Não se conhece mais nenhuma Câmara Municipal em Portugal que tenha este comportamento. A própria Câmara Municipal de Coimbra recebe do Estado a parte dos impostos que lhe cabe sem ter de provar que já fez as obras em que vai gastar esse dinheiro.


Uma prepotência desta dimensão lembra o regime fascista, em que quem não aceitava as arbitrariedades que lhe eram impostas era duramente castigado. Se a Freguesia de Souselas e Botão tivesse aceitado o brutal e ilegal corte de competências que o Partido Socialista de Coimbra lhe quer impor, estaria agora a receber diretamente da Direção Geral da Administração Local, que paga todos os meses sem que se tenha de apresentar qualquer relatório de execução.
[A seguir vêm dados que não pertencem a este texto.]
impl Primitive {
    /// Get the kind of this value
    pub fn primitive_type(&self) -> PrimitiveType {
        match self {
            Primitive::Boolean(_) => PrimitiveType::Boolean,
            Primitive::Number(_) => PrimitiveType::Number,
            Primitive::String(_) => PrimitiveType::String,
            Primitive::Vector(_) => PrimitiveType::Vector,
        }
    }

    fn unsupported(&self, operator: PrimitiveOperator) -> CoreError {
        CoreError::UnsupportedOperator {
            operator,
            kind: self.primitive_type(),
        }
    }

    fn unsupported_operand(&self, operator: PrimitiveOperator, operand: &Primitive) -> CoreError {
        CoreError::UnsupportedOperand {
            operator,
            kind: self.primitive_type(),
            operand: operand.primitive_type(),
        }
    }

    /// Whether this kind of value accepts `operator` at all
    pub fn supports(&self, operator: PrimitiveOperator) -> bool {
        match self {
            Primitive::Boolean(_) => operator.is_unary() || operator == PrimitiveOperator::Compare,
            Primitive::Number(_) => {
                operator.is_arithmetic()
                    || operator.is_unary()
                    || operator == PrimitiveOperator::Compare
            }
            Primitive::String(_) => {
                matches!(operator, PrimitiveOperator::Plus | PrimitiveOperator::Minus)
                    || operator == PrimitiveOperator::Compare
            }
            Primitive::Vector(_) => true,
        }
    }

    /// Apply `operator` with `operand`
    ///
    /// `Not` ignores the operand. `Compare` yields -1, 0 or 1 as a number.
    pub fn apply(&self, operator: PrimitiveOperator, operand: &Primitive) -> Result<Primitive> {
        if !self.supports(operator) {
            return Err(self.unsupported(operator));
        }

        match operator {
            PrimitiveOperator::Plus => self.plus(operand),
            PrimitiveOperator::Minus => self.minus(operand),
            PrimitiveOperator::Multiply => self.multiply(operand),
            PrimitiveOperator::Divide => self.divide(operand),
            PrimitiveOperator::Mod => self.modulo(operand),
            PrimitiveOperator::Not => self.negate(),
            PrimitiveOperator::Compare => {
                let ordering = self.compare(operand)?;
                Ok(Primitive::Number(ordering as i8 as f32))
            }
            PrimitiveOperator::Project => self.project(operand),
            PrimitiveOperator::DotProduct => self.dot_product(operand),
        }
    }

    pub fn plus(&self, p: &Primitive) -> Result<Primitive> {
        match self {
            Primitive::Number(n) => Ok(Primitive::Number(n + cast_number(p)?)),
            Primitive::String(s) => Ok(Primitive::String(format!("{}{}", s, cast_string(p)))),
            Primitive::Vector(v) => Ok(Primitive::Vector(*v + cast_vector(p)?)),
            Primitive::Boolean(_) => Err(self.unsupported(PrimitiveOperator::Plus)),
        }
    }

    /// Subtract `p`
    ///
    /// On strings, a string operand removes its first occurrence and a
    /// number operand keeps that many leading characters (empty unless the
    /// count is shorter than the string).
    pub fn minus(&self, p: &Primitive) -> Result<Primitive> {
        match self {
            Primitive::Number(n) => Ok(Primitive::Number(n - cast_number(p)?)),
            Primitive::String(s) => match p {
                Primitive::String(removed) => Ok(Primitive::String(s.replacen(removed.as_str(), "", 1))),
                Primitive::Number(count) => {
                    let length = s.chars().count();
                    let truncated = if *count < 0.0 || *count as usize >= length {
                        String::new()
                    } else {
                        s.chars().take(*count as usize).collect()
                    };
                    Ok(Primitive::String(truncated))
                }
                other => Err(self.unsupported_operand(PrimitiveOperator::Minus, other)),
            },
            Primitive::Vector(v) => Ok(Primitive::Vector(*v - cast_vector(p)?)),
            Primitive::Boolean(_) => Err(self.unsupported(PrimitiveOperator::Minus)),
        }
    }

    /// Multiply by `p`
    ///
    /// Vector × vector is the cross product; vector × number scales.
    pub fn multiply(&self, p: &Primitive) -> Result<Primitive> {
        match self {
            Primitive::Number(n) => Ok(Primitive::Number(n * cast_number(p)?)),
            Primitive::Vector(v) => match p {
                Primitive::Vector(other) => Ok(Primitive::Vector(v.cross(*other))),
                Primitive::Number(scale) => Ok(Primitive::Vector(*v * f64::from(*scale))),
                other => Err(self.unsupported_operand(PrimitiveOperator::Multiply, other)),
            },
            Primitive::Boolean(_) | Primitive::String(_) => {
                Err(self.unsupported(PrimitiveOperator::Multiply))
            }
        }
    }

    /// Divide by `p`; vectors divide by the operand's magnitude
    pub fn divide(&self, p: &Primitive) -> Result<Primitive> {
        match self {
            Primitive::Number(n) => Ok(Primitive::Number(n / cast_number(p)?)),
            Primitive::Vector(v) => Ok(Primitive::Vector(*v / f64::from(cast_number(p)?))),
            Primitive::Boolean(_) | Primitive::String(_) => {
                Err(self.unsupported(PrimitiveOperator::Divide))
            }
        }
    }

    /// Floating-point remainder on numbers; on vectors, the rejection of
    /// this vector from the operand (the component orthogonal to it)
    pub fn modulo(&self, p: &Primitive) -> Result<Primitive> {
        match self {
            Primitive::Number(n) => Ok(Primitive::Number(n % cast_number(p)?)),
            Primitive::Vector(v) => Ok(Primitive::Vector(v.reject_from(cast_vector(p)?))),
            Primitive::Boolean(_) | Primitive::String(_) => {
                Err(self.unsupported(PrimitiveOperator::Mod))
            }
        }
    }

    /// Logical negation for booleans, sign flip for numbers and vectors
    pub fn negate(&self) -> Result<Primitive> {
        match self {
            Primitive::Boolean(b) => Ok(Primitive::Boolean(!b)),
            Primitive::Number(n) => Ok(Primitive::Number(-n)),
            Primitive::Vector(v) => Ok(Primitive::Vector(-*v)),
            Primitive::String(_) => Err(self.unsupported(PrimitiveOperator::Not)),
        }
    }

    /// Order this value against `p`
    ///
    /// Vectors compare by magnitude against another vector or a number.
    pub fn compare(&self, p: &Primitive) -> Result<Ordering> {
        match self {
            Primitive::Boolean(b) => Ok(b.cmp(&cast_boolean(p)?)),
            Primitive::Number(n) => Ok(compare_floats(f64::from(*n), f64::from(cast_number(p)?))),
            Primitive::String(s) => Ok(s.as_str().cmp(cast_string(p).as_str())),
            Primitive::Vector(v) => match p {
                Primitive::Vector(other) => Ok(compare_floats(v.length(), other.length())),
                Primitive::Number(n) => Ok(compare_floats(
                    f64::from(v.length() as f32),
                    f64::from(*n),
                )),
                other => Err(self.unsupported_operand(PrimitiveOperator::Compare, other)),
            },
        }
    }

    /// Orthogonal projection of this vector onto `p`
    pub fn project(&self, p: &Primitive) -> Result<Primitive> {
        match self {
            Primitive::Vector(v) => Ok(Primitive::Vector(v.project_onto(cast_vector(p)?))),
            _ => Err(self.unsupported(PrimitiveOperator::Project)),
        }
    }

    /// Scalar dot product of this vector with `p`
    pub fn dot_product(&self, p: &Primitive) -> Result<Primitive> {
        match self {
            Primitive::Vector(v) => Ok(Primitive::Number(v.dot(cast_vector(p)?) as f32)),
            _ => Err(self.unsupported(PrimitiveOperator::DotProduct)),
        }
    }
}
A Câmara Municipal de Coimbra insiste em vexar as freguesias, que são um órgão de soberania com legitimidade democrática própria, como se de um empreiteiro se tratasse: só paga depois da obra feita. Mesmo os empreiteiros recebem à medida que as obras vão sendo feitas.


Nenhuma lei dá à Câmara Municipal tais poderes sobre a atividade das freguesias.


É por causa de ações ilegítimas e arbitrárias como a da Câmara de Coimbra que o Decreto-Lei n.º 57/2019, que concretiza a transferência de competências dos municípios para os órgãos das freguesias, retira as câmaras municipais do trajeto das verbas destinadas às freguesias (artigo 9º), pois estas passam a receber diretamente do Governo. Não admira o boicote que o Partido Socialista de Coimbra tem vindo a fazer a este Decreto - está a perder o seu mecanismo principal para chantagear as freguesias.


Em defesa dos nossos fregueses jamais aceitaremos o brutal corte de competências e financiamento que o Partido Socialista de Coimbra nos quer impor.